REQUIREMENT - Using the data below, return all lines in which "ClusterModel" appears.

LISTED RECORDS -
use std::{
    fs::File,
    io::{self, BufReader, Read},
    path::{Path, PathBuf},
    str::FromStr,
};

use serde_yaml::Mapping;
use tracing::{debug, instrument};

use crate::domain::{HelpGroup, ShapeError};

/// The key under which the bot's help tree lives.
pub const DEFAULT_ROOT: &str = "eve";

/// A parsed help document.
///
/// The top level is a mapping from root keys to help trees. Trees are only
/// classified when looked up with [`HelpDocument::root`].
#[derive(Debug, Clone, Default, PartialEq, Eq)]
pub struct HelpDocument {
    top: Mapping,
}

impl HelpDocument {
    /// Parses a help document from a reader.
    ///
    /// # Errors
    ///
    /// Returns [`LoadError::Yaml`] if the input is not a YAML mapping.
    pub fn from_reader<R: Read>(reader: R) -> Result<Self, LoadError> {
        let top = serde_yaml::from_reader(reader)?;
        Ok(Self { top })
    }

    /// Loads a help document from disk.
    ///
    /// # Errors
    ///
    /// Returns [`LoadError::NotFound`] if there is no file at `path`, or an
    /// error if it cannot be read or parsed.
    #[instrument]
    pub fn load(path: &Path) -> Result<Self, LoadError> {
        let file = File::open(path).map_err(|io_error| match io_error.kind() {
            io::ErrorKind::NotFound => LoadError::NotFound(path.to_path_buf()),
            _ => LoadError::Io(io_error),
        })?;

        let document = Self::from_reader(BufReader::new(file))?;
        debug!(roots = document.top.len(), "loaded help document");
        Ok(document)
    }

    /// Looks up and classifies the help tree stored under `key`.
    ///
    /// # Errors
    ///
    /// Returns [`LoadError::MissingRoot`] if the document has no such key, or
    /// [`LoadError::Shape`] if the tree under it is malformed.
    #[instrument(skip(self))]
    pub fn root(&self, key: &str) -> Result<HelpGroup, LoadError> {
        let value = self
            .top
            .get(key)
            .ok_or_else(|| LoadError::MissingRoot(key.to_owned()))?;

        Ok(HelpGroup::classify(key, value)?)
    }
}

impl FromStr for HelpDocument {
    type Err = LoadError;

    fn from_str(s: &str) -> Result<Self, Self::Err> {
        let top = serde_yaml::from_str(s)?;
        Ok(Self { top })
    }
}

/// Failures while loading a help tree.
#[derive(Debug, thiserror::Error)]
pub enum LoadError {
    /// The help document does not exist.
    #[error("help document not found: {}", .0.display())]
    NotFound(PathBuf),

    /// An I/O error occurred.
    #[error(transparent)]
    Io(#[from] io::Error),

    /// The document is not valid YAML, or its top level is not a mapping.
    #[error("failed to parse help document: {0}")]
    Yaml(#[from] serde_yaml::Error),

    /// The requested root key is absent.
    #[error("help document has no `{0}` key")]
    MissingRoot(String),

    /// The help tree is malformed.
    #[error(transparent)]
    Shape(#[from] ShapeError),
}
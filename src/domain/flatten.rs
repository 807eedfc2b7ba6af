//! Depth-first flattening of the help tree into display rows.

use tracing::{debug, instrument};

use crate::domain::{HelpGroup, HelpNode, Node};

/// One row of the flattened help tree.
#[derive(Debug, Clone, PartialEq, Eq)]
pub struct FlattenedEntry {
    /// The node's key within its parent group.
    pub label: String,
    /// The help topic, present only for leaves.
    pub detail: Option<HelpNode>,
    /// Nesting level of the node.
    pub depth: usize,
}

impl FlattenedEntry {
    /// A row for a help topic.
    #[must_use]
    pub fn leaf(label: impl Into<String>, detail: HelpNode, depth: usize) -> Self {
        Self {
            label: label.into(),
            detail: Some(detail),
            depth,
        }
    }

    /// A header row for a group.
    #[must_use]
    pub fn header(label: impl Into<String>, depth: usize) -> Self {
        Self {
            label: label.into(),
            detail: None,
            depth,
        }
    }

    /// Whether this row is a group header.
    #[must_use]
    pub const fn is_header(&self) -> bool {
        self.detail.is_none()
    }
}

/// Flattens the node stored under `key` at the given depth.
///
/// A leaf yields a single row. A group yields its own header row followed by
/// the rows of each child, in declaration order, one level deeper.
#[must_use]
pub fn flatten(key: &str, node: &Node, depth: usize) -> Vec<FlattenedEntry> {
    match node {
        Node::Leaf(leaf) => vec![FlattenedEntry::leaf(key, leaf.clone(), depth)],
        Node::Group(group) => {
            let mut entries = vec![FlattenedEntry::header(key, depth)];
            entries.extend(resolve(group, depth));
            entries
        }
    }
}

/// Flattens the children of `group` at `depth + 1`, without a header row for
/// the group itself.
#[must_use]
pub fn resolve(group: &HelpGroup, depth: usize) -> Vec<FlattenedEntry> {
    group
        .iter()
        .flat_map(|(key, child)| flatten(key, child, depth + 1))
        .collect()
}

/// Flattens a whole help tree.
///
/// The root key is never emitted; its children appear at depth 1.
#[must_use]
#[instrument(skip_all, fields(children = root.len()))]
pub fn flatten_root(root: &HelpGroup) -> Vec<FlattenedEntry> {
    let entries = resolve(root, 0);
    debug!(rows = entries.len(), "flattened help tree");
    entries
}

#[cfg(test)]
mod tests {
    use super::*;

    fn leaf(title: &str, desc: &str) -> HelpNode {
        HelpNode::new(title, desc)
    }

    fn sample() -> HelpGroup {
        let mut jita = HelpGroup::default();
        jita.push("price", leaf("Jita price", "Buy and sell orders in Jita"));
        jita.push("history", leaf("Price history", "Daily averages"));

        let mut market = HelpGroup::default();
        market.push("jita", jita);
        market.push("search", leaf("Search", "Find an item by name"));

        let mut root = HelpGroup::default();
        root.push("market", market);
        root.push("skills", leaf("Skills", "Skills required to fly a ship"));
        root
    }

    #[test]
    fn leaf_yields_one_entry_at_given_depth() {
        let node = Node::Leaf(leaf("Run it", "Runs the thing"));

        let entries = flatten("run", &node, 3);

        let expected = FlattenedEntry::leaf("run", leaf("Run it", "Runs the thing"), 3);
        assert_eq!(entries, vec![expected]);
    }

    #[test]
    fn group_yields_header_then_children_one_level_deeper() {
        let mut group = HelpGroup::default();
        group.push("b", leaf("B", "second"));
        group.push("a", leaf("A", "first"));

        let entries = flatten("cmds", &Node::Group(group), 2);

        assert_eq!(
            entries,
            vec![
                FlattenedEntry::header("cmds", 2),
                FlattenedEntry::leaf("b", leaf("B", "second"), 3),
                FlattenedEntry::leaf("a", leaf("A", "first"), 3),
            ]
        );
    }

    #[test]
    fn nested_groups_are_depth_first_pre_order() {
        let entries = flatten_root(&sample());

        let rows: Vec<_> = entries
            .iter()
            .map(|entry| (entry.label.as_str(), entry.depth, entry.is_header()))
            .collect();
        assert_eq!(
            rows,
            [
                ("market", 1, true),
                ("jita", 2, true),
                ("price", 3, false),
                ("history", 3, false),
                ("search", 2, false),
                ("skills", 1, false),
            ]
        );
    }

    #[test]
    fn root_key_is_never_emitted() {
        let mut root = HelpGroup::default();
        root.push("eve", leaf("Eve", "Shares the root's name"));

        let entries = flatten_root(&root);

        assert_eq!(entries.len(), 1);
        assert_eq!(entries[0].depth, 1);
        assert!(!entries[0].is_header());
    }

    #[test]
    fn empty_root_yields_nothing() {
        assert!(flatten_root(&HelpGroup::default()).is_empty());
    }

    #[test]
    fn empty_child_group_yields_only_its_header() {
        let mut root = HelpGroup::default();
        root.push("empty", HelpGroup::default());

        let entries = flatten_root(&root);
        assert_eq!(entries, vec![FlattenedEntry::header("empty", 1)]);
    }

    #[test]
    fn flattening_is_deterministic() {
        let tree = sample();
        assert_eq!(flatten_root(&tree), flatten_root(&tree));
    }
}
//! Help text rendering for the EVE bot.
//!
//! The bot's help is a YAML tree of groups and help topics. This crate loads
//! that tree, flattens it depth first and renders it as an aligned listing
//! for the terminal.

pub mod domain;
pub use domain::{FlattenedEntry, HelpGroup, HelpNode, Node, ShapeError, flatten_root};

/// Loading help documents from disk.
pub mod storage;
pub use storage::{DEFAULT_ROOT, HelpDocument, LoadError};

pub mod render;
pub use render::Layout;
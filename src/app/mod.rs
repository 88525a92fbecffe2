pub mod config;
pub mod logging_system;
pub mod report;

use std::io::Write;

use anyhow::Context;
use tracing::info;

use crate::assessment::Assessor;
use crate::classifier::ClusterModel;

pub use config::{Cli, Command, ConfigError, LogFormat, LogLevel, Settings};

/// Loads the model named by `settings` and builds the shared assessor.
pub fn build_assessor(settings: &Settings) -> anyhow::Result<Assessor> {
    let model = ClusterModel::from_path(&settings.model_path).with_context(|| {
        format!(
            "failed to load cluster model from {}",
            settings.model_path.display()
        )
    })?;
    let categories = settings
        .category_table()
        .context("invalid category table")?;
    let assessor =
        Assessor::new(model, categories, settings.rules()).context("model/settings mismatch")?;
    Ok(assessor)
}

/// Runs one command and returns what it prints on stdout.
pub fn execute(cli: &Cli) -> anyhow::Result<String> {
    let settings = cli
        .load_settings()
        .context("failed to load configuration")?;
    logging_system::init(settings.log_level, settings.log_format)
        .context("failed to initialise logging")?;
    info!(model_path = %settings.model_path.display(), "configuration loaded");

    let assessor = build_assessor(&settings)?;

    let output = match &cli.command {
        Command::Assess(args) => {
            let assessment = assessor
                .assess(&args.to_request())
                .context("assessment rejected")?;
            report::render(&assessment, args.output, report::assessment_text)?
        }
        Command::ModelInfo(args) => {
            report::render(&assessor.model_info(), args.output, report::model_info_text)?
        }
    };
    Ok(output)
}

pub fn main(cli: &Cli) -> anyhow::Result<()> {
    let output = execute(cli)?;
    let mut stdout = std::io::stdout().lock();
    stdout
        .write_all(output.as_bytes())
        .context("failed to write output")?;
    if !output.ends_with('\n') {
        writeln!(stdout).context("failed to write output")?;
    }
    Ok(())
}
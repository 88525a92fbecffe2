mod cli;
pub mod serde_helpers;
mod validation;

use std::path::{Path, PathBuf};

use clap::ValueEnum;
use serde::{Deserialize, Serialize};
use thiserror::Error;

use crate::assessment::Rules;
use crate::domain::category::default_entries;
use crate::domain::marks::default_grade_bands;
use crate::domain::{
    CategoryEntry, CategoryError, CategoryTable, GradeBand, MarkComponent, MarkPolicy, ScoreScale,
};

use self::serde_helpers::load_env_var;

#[derive(Error, Debug)]
pub enum ConfigError {
    #[error("Invalid configuration: {0}")]
    InvalidConfig(String),
    #[error("File error: {0}")]
    FileError(#[from] std::io::Error),
    #[error("Parse error: {0}")]
    ParseError(#[from] toml::de::Error),
    #[error("Environment error: {0}")]
    EnvError(String),
    #[error("Category table error: {0}")]
    Categories(#[from] CategoryError),
}

#[derive(Debug, Clone, Copy, PartialEq, Eq, Default, ValueEnum, Serialize, Deserialize)]
#[serde(rename_all = "lowercase")]
pub enum LogLevel {
    Error,
    #[default]
    Warn,
    Info,
    Debug,
    Trace,
}

impl LogLevel {
    #[must_use]
    pub fn as_str(self) -> &'static str {
        match self {
            LogLevel::Error => "error",
            LogLevel::Warn => "warn",
            LogLevel::Info => "info",
            LogLevel::Debug => "debug",
            LogLevel::Trace => "trace",
        }
    }
}

/// Output style of the log lines written to stderr.
#[derive(Debug, Clone, Copy, PartialEq, Eq, Default, ValueEnum, Serialize, Deserialize)]
#[serde(rename_all = "lowercase")]
pub enum LogFormat {
    #[default]
    Compact,
    Json,
}

/// Settings file contents. Every field falls back to the 40-mark deployment.
#[derive(Debug, Clone, PartialEq, Serialize, Deserialize)]
#[serde(default)]
pub struct Settings {
    pub model_path: PathBuf,
    pub log_level: LogLevel,
    pub log_format: LogFormat,
    pub scale: ScoreScale,
    pub policy: MarkPolicy,
    pub grade_bands: Vec<GradeBand>,
    /// Mark components fed to the model, in the order it was trained on.
    pub features: Vec<MarkComponent>,
    pub categories: Vec<CategoryEntry>,
}

impl Default for Settings {
    fn default() -> Self {
        Self {
            model_path: PathBuf::from("models/kmeans_marks.json"),
            log_level: LogLevel::Warn,
            log_format: LogFormat::Compact,
            scale: ScoreScale::default(),
            policy: MarkPolicy::default(),
            grade_bands: default_grade_bands(),
            features: vec![
                MarkComponent::Assignment1,
                MarkComponent::Test1,
                MarkComponent::Test2,
            ],
            categories: default_entries(),
        }
    }
}

impl Settings {
    pub fn from_toml(content: &str) -> Result<Self, ConfigError> {
        Ok(toml::from_str(content)?)
    }

    pub fn from_file<P: AsRef<Path>>(path: P) -> Result<Self, ConfigError> {
        let content = std::fs::read_to_string(path)?;
        Self::from_toml(&content)
    }

    /// Reads the optional settings file, then applies environment overrides.
    /// The result is not validated yet so callers can layer CLI flags on top.
    pub fn load(config_file: Option<&Path>) -> Result<Self, ConfigError> {
        let mut settings = match config_file {
            Some(path) => Self::from_file(path)?,
            None => Self::default(),
        };
        settings.apply_env()?;
        Ok(settings)
    }

    pub fn apply_env(&mut self) -> Result<(), ConfigError> {
        load_env_var("ELIGIBILITY_PASS_MARK", &mut self.policy.pass_mark)?;
        load_env_var("ELIGIBILITY_STRENGTH_RATIO", &mut self.policy.strength_ratio)?;
        load_env_var("ELIGIBILITY_WEAKNESS_RATIO", &mut self.policy.weakness_ratio)?;
        Ok(())
    }

    pub fn category_table(&self) -> Result<CategoryTable, ConfigError> {
        Ok(CategoryTable::new(&self.categories)?)
    }

    #[must_use]
    pub fn rules(&self) -> Rules {
        Rules {
            scale: self.scale,
            policy: self.policy,
            grade_bands: self.grade_bands.clone(),
            features: self.features.clone(),
        }
    }
}

pub use cli::{AssessArgs, Cli, Command, ModelInfoArgs, OutputFormat};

WRITTEN SOLUTION -
use crate::classifier::ClusterModel;
    let model = ClusterModel::from_path(&settings.model_path).with_context(|| {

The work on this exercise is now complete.